LAS VEGAS -- Earlier this week, Governor Brian Sandoval talked about merit pay for teachers who perform well. Now President Barack Obama is echoing that sentiment. But is it fair?
Some teachers in the Clark County School District say it is not, while the Nevada State Education Association supports the performance pay idea.
The NSEA supports performance pay, but says there needs to be a reasonable way to rate the teacher's performance. Teachers like Ann Moody say a lot of factors that make pay based on student performance unfair, one being transient students who bounce from school to school.
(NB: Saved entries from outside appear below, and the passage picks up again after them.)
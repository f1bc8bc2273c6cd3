//! OpenGL entry point loader.
//!
//! A [`Context`] is filled by asking a lookup function for every entry point
//! of every core tier the driver reports and every extension it advertises,
//! then completing alias groups. Callers check each entry point before use.
//!
//! ```no_run
//! # fn get_proc_address(_: &std::ffi::CStr) -> *const std::ffi::c_void { std::ptr::null() }
//! let mut gl = glbind::Context::new();
//! // The window's GL context is current on this thread.
//! let version = unsafe { gl.load_with(get_proc_address)? };
//! if gl.has_extension(glbind::Extension::KHR_debug) {
//!     unsafe { glbind::install_debug_output(&gl)? };
//! }
//! println!("OpenGL {version}");
//! # Ok::<(), glbind::LoadError>(())
//! ```

pub mod config;
pub mod context;
pub mod current;
pub mod debug;
pub mod error;
pub mod library;
pub mod load;
pub mod registry;
pub mod types;

pub use crate::config::Config;
pub use crate::context::{Context, GlVersion, Proc};
pub use crate::current::{make_current, take_current, with_current};
pub use crate::debug::{debug_severity_name, debug_type_name, install_debug_output};
pub use crate::error::{LoadError, Result};
pub use crate::library::GlLibrary;
pub use crate::load::probe::{has_token, ExtensionQuery};
pub use crate::load::version::parse_version;
pub use crate::registry::{Command, Extension, Gate, Version};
"How are we going to do this? How is this going to be done for merit pay? Are we going to take into account for students I've had all year -- the students who came from an enriched family environment that books were a part of their growing up and parents are reading to them and literate in the English language?" she said.
Moody has been teaching for 16 years. She followed in the footsteps of her parents and has a master's degree in special education and early childhood education. Her degree has helped her in her pay scale, but that may soon change with Sandoval's plan.
In the State of the Union Address, President Obama made clear rewarding good teachers is something he supports.
Gary Peck with the NSEA says there needs to be system implemented to make sure performance pay is done right.
"Try to bargain a system that fairly evaluates people, that includes factors that ensure when teachers are evaluated. It's a holistic kind of evaluation that includes, perhaps, test scores and other ways of measuring student performance," he said.
The NSEA says they support performance pay because they feel people should be rewarded for a job well done. Merit pay was just one of the many ideas Governor Sandoval outlined in his education plan that didn't sit well educators. He also floated the idea of ending teacher tenure.